─── Source data

use std::cell::Cell;
use std::collections::HashSet;
use std::rc::Rc;

use super::*;
use crate::config::{BodyManifest, ColliderConfig, ShapeManifest};
use crate::foundation::variable::Settable;
use crate::physics::{BodyDef, CollisionCallback, CollisionError, CollisionManifold, CollisionShape};

/// Discards every body it starts touching
#[derive(Default)]
struct DiscardOnBegin {
    begins: Cell<usize>,
    ends: Cell<usize>,
}

impl CollisionCallback for DiscardOnBegin {
    fn on_begin_contact(&self, other: &Rigidbody, _manifold: &CollisionManifold) {
        self.begins.set(self.begins.get() + 1);
        other.discard();
    }

    fn on_end_contact(&self, _other: &Rigidbody) {
        self.ends.set(self.ends.get() + 1);
    }
}

#[test]
fn test_discard_before_first_update() {
    let mut engine = grid_engine();
    let neighbour = ball_at(&mut engine, BodyType::DYNAMIC, 4.0, 1.0);
    let doomed = ball_at(&mut engine, BodyType::DYNAMIC, 4.0, 0.0);
    let id = doomed.body.id();
    assert!(engine.resolve_body(id).is_some_and(|body| body.ptr_eq(&doomed.body)));

    doomed.body.discard();
    engine.update();

    assert_eq!(doomed.counts(), (0, 0));
    assert_eq!(neighbour.counts(), (0, 0));
    assert!(!engine.contains_body(id));
    assert!(engine.resolve_body(id).is_none());
    assert_eq!(engine.body_count(), 1);
}

#[test]
fn test_discard_ends_contact_exactly_once() {
    let mut engine = grid_engine();
    let doomed = ball_at(&mut engine, BodyType::DYNAMIC, 4.0, 0.0);
    let wall = ball_at(&mut engine, BodyType::STATIC, 4.0, 3.0);

    engine.update();
    assert_eq!(doomed.counts(), (1, 0));
    assert_eq!(wall.counts(), (1, 0));

    doomed.body.discard();
    run(&mut engine, 3);
    assert_eq!(doomed.counts(), (1, 1));
    assert_eq!(wall.counts(), (1, 1));
    assert_eq!(engine.contacts_of(wall.body.id()), Some(HashSet::new()));
    assert_eq!(engine.contacts_of(doomed.body.id()), None);

    let hits = engine.ray_cast(Vec3::new(-10.0, 0.0, 0.0), Vec3::new(10.0, 0.0, 0.0), None);
    assert_eq!(hits.len(), 1);
    assert!(hits[0].rigidbody.ptr_eq(&wall.body));
}

#[test]
fn test_simultaneous_discard() {
    let mut engine = grid_engine();
    let a = ball_at(&mut engine, BodyType::DYNAMIC, 4.0, 0.0);
    let b = ball_at(&mut engine, BodyType::DYNAMIC, 4.0, 2.0);

    engine.update();
    assert_eq!(a.counts(), (1, 0));
    assert_eq!(b.counts(), (1, 0));

    a.body.discard();
    b.body.discard();
    engine.update();
    assert_eq!(a.counts(), (1, 1));
    assert_eq!(b.counts(), (1, 1));
    assert_eq!(engine.body_count(), 0);
}

#[test]
fn test_dropped_handle_retires_body() {
    let mut engine = grid_engine();
    let keeper = ball_at(&mut engine, BodyType::DYNAMIC, 4.0, 0.0);
    let abandoned = ball_at(&mut engine, BodyType::DYNAMIC, 4.0, 2.0);
    let id = abandoned.body.id();

    engine.update();
    assert_eq!(keeper.counts(), (1, 0));

    drop(abandoned);
    run(&mut engine, 3);
    assert!(!engine.contains_body(id));
    assert!(engine.resolve_body(id).is_none());
    assert_eq!(engine.body_count(), 1);
    assert_eq!(keeper.counts(), (1, 1));
    assert_eq!(keeper.recorder.exited(), vec![id]);
    assert_eq!(engine.contacts_of(keeper.body.id()), Some(HashSet::new()));
}

#[test]
fn test_dropped_static_ends_mirrored_contact() {
    let mut engine = grid_engine();
    let mover = ball_at(&mut engine, BodyType::DYNAMIC, 4.0, 0.0);
    let wall = ball_at(&mut engine, BodyType::STATIC, 4.0, 3.0);
    let wall_id = wall.body.id();

    engine.update();
    assert_eq!(mover.counts(), (1, 0));

    drop(wall);
    engine.update();
    assert!(!engine.contains_body(wall_id));
    assert_eq!(mover.counts(), (1, 1));
    let hits = engine.ray_cast(Vec3::new(-10.0, 0.0, 0.0), Vec3::new(10.0, 0.0, 0.0), None);
    assert_eq!(hits.len(), 1);
    assert!(hits[0].rigidbody.ptr_eq(&mover.body));
}

#[test]
fn test_discard_by_source() {
    let mut engine = grid_engine();
    let flag = Rc::new(Settable::new(false));
    let body = engine
        .create_body(
            BodyType::DYNAMIC,
            Shape::new(ShapeType::BALL, splat(4.0)),
            constant(Vec3::zeros()),
            constant(Quat::identity()),
            None,
            Some(flag.clone()),
        )
        .expect("body is created");

    engine.update();
    assert!(engine.contains_body(body.id()));

    flag.set(true);
    assert!(body.is_discarded());
    engine.update();
    assert!(!engine.contains_body(body.id()));
}

#[test]
fn test_discard_during_resolution_is_deferred() {
    let mut engine = grid_engine();
    let hunter = ball_at(&mut engine, BodyType::DYNAMIC, 4.0, 0.0);
    let prey = ball_at(&mut engine, BodyType::DYNAMIC, 4.0, 2.0);
    let discarder = Rc::new(DiscardOnBegin::default());
    hunter.body.set_collision_callback(Some(discarder.clone()));

    // The hunter resolves first and discards the prey before its turn
    engine.update();
    assert_eq!(discarder.begins.get(), 1);
    assert_eq!(prey.counts(), (0, 0));
    assert!(engine.contains_body(prey.body.id()));

    engine.update();
    assert!(!engine.contains_body(prey.body.id()));
    assert_eq!(discarder.ends.get(), 1);
    assert_eq!(prey.counts(), (0, 0));
    assert_eq!(engine.contacts_of(hunter.body.id()), Some(HashSet::new()));
}

#[test]
fn test_create_body_rejects_unknown_shape() {
    let mut engine = grid_engine();
    let result = engine.create_body(
        BodyType::DYNAMIC,
        Shape::new(ShapeType::named("capsule"), splat(1.0)),
        constant(Vec3::zeros()),
        constant(Quat::identity()),
        None,
        None,
    );
    assert!(matches!(
        result,
        Err(CollisionError::UnknownShapeType { name: "capsule", .. })
    ));
    assert_eq!(engine.body_count(), 0);
}

#[test]
fn test_create_body_rejects_illegal_body_type() {
    let mut engine = grid_engine();
    for bits in [0, 8] {
        let result = engine.create_body(
            BodyType::from_bits_retain(bits),
            Shape::new(ShapeType::BALL, splat(1.0)),
            constant(Vec3::zeros()),
            constant(Quat::identity()),
            None,
            None,
        );
        assert!(matches!(result, Err(CollisionError::IllegalBodyType(rejected)) if rejected == bits));
    }
}

#[test]
fn test_none_shape_yields_detached_body() {
    let mut engine = grid_engine();
    let body = engine
        .create_body(
            BodyType::DYNAMIC,
            Shape::none(),
            constant(Vec3::zeros()),
            constant(Quat::identity()),
            None,
            None,
        )
        .expect("placeholder is created");

    assert!(body.is_detached());
    assert!(body.id().is_none());
    assert_eq!(engine.body_count(), 0);
    engine.update();
    assert_eq!(engine.body_count(), 0);
}

#[test]
fn test_engine_requires_broad_phase() {
    assert!(matches!(
        CollisionEngine::new(Vec::new(), PrimitiveNarrowPhase::new()),
        Err(CollisionError::MissingBroadPhase)
    ));
}

#[test]
fn test_body_manifest_overrides_size() {
    let mut engine = grid_engine();
    engine
        .set_body_manifest(ShapeType::BALL, BodyDef::new(CollisionShape::Ball(3.0), 3.0))
        .expect("first manifest");
    assert!(matches!(
        engine.set_body_manifest(ShapeType::BALL, BodyDef::new(CollisionShape::Ball(1.0), 1.0)),
        Err(CollisionError::ManifestAlreadyRegistered { hash }) if hash == ShapeType::BALL.id()
    ));

    // Nominal radius 0.5, but the manifest makes them radius 3
    let a = ball_at(&mut engine, BodyType::DYNAMIC, 1.0, 0.0);
    let b = ball_at(&mut engine, BodyType::DYNAMIC, 1.0, 5.0);
    engine.update();
    assert_eq!(a.counts(), (1, 0));
    assert_eq!(b.counts(), (1, 0));
}

#[test]
fn test_from_config() {
    logging::init_for_tests();
    let mut config = ColliderConfig::default();
    config.manifests.push(BodyManifest {
        shape_id: ShapeType::BOX.id(),
        shape: ShapeManifest::Box {
            half_extents: [1.0, 1.0, 1.0],
        },
    });
    let mut engine = CollisionEngine::from_config(&config, PrimitiveNarrowPhase::new()).expect("engine builds");
    assert_eq!(engine.broad_phase_count(), 1);

    // The manifest shrinks this box to a cube of side 2
    let crate_box = spawn(&mut engine, BodyType::STATIC, ShapeType::BOX, 100.0, constant(Vec3::zeros()), None);
    let ball = ball_at(&mut engine, BodyType::DYNAMIC, 2.0, 10.0);
    engine.update();
    assert_eq!(ball.counts(), (0, 0));
    assert_eq!(crate_box.counts(), (0, 0));

    let duplicate = config.manifests[0].clone();
    config.manifests.push(duplicate);
    assert!(matches!(
        CollisionEngine::from_config(&config, PrimitiveNarrowPhase::new()),
        Err(CollisionError::ManifestAlreadyRegistered { .. })
    ));
}

#[test]
fn test_from_config_rejects_invalid_broad_phase() {
    let mut config = ColliderConfig::default();
    config.broad_phases[0].kind = crate::config::BroadPhaseKind::Grid {
        dimension: 4,
        cell: [1.0, 1.0, 1.0],
    };
    assert!(matches!(
        CollisionEngine::from_config(&config, PrimitiveNarrowPhase::new()),
        Err(CollisionError::InvalidBroadPhase(_))
    ));
}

──────

Transcribe the records above exactly, beginning at the line that contains "let flag = Rc::new(Settable::new(false));" and ending with the line that contains "let hunter = ball_at(&mut", both included, and nothing else.

    let flag = Rc::new(Settable::new(false));
    let body = engine
        .create_body(
            BodyType::DYNAMIC,
            Shape::new(ShapeType::BALL, splat(4.0)),
            constant(Vec3::zeros()),
            constant(Quat::identity()),
            None,
            Some(flag.clone()),
        )
        .expect("body is created");

    engine.update();
    assert!(engine.contains_body(body.id()));

    flag.set(true);
    assert!(body.is_discarded());
    engine.update();
    assert!(!engine.contains_body(body.id()));
}

#[test]
fn test_discard_during_resolution_is_deferred() {
    let mut engine = grid_engine();
    let hunter = ball_at(&mut engine, BodyType::DYNAMIC, 4.0, 0.0);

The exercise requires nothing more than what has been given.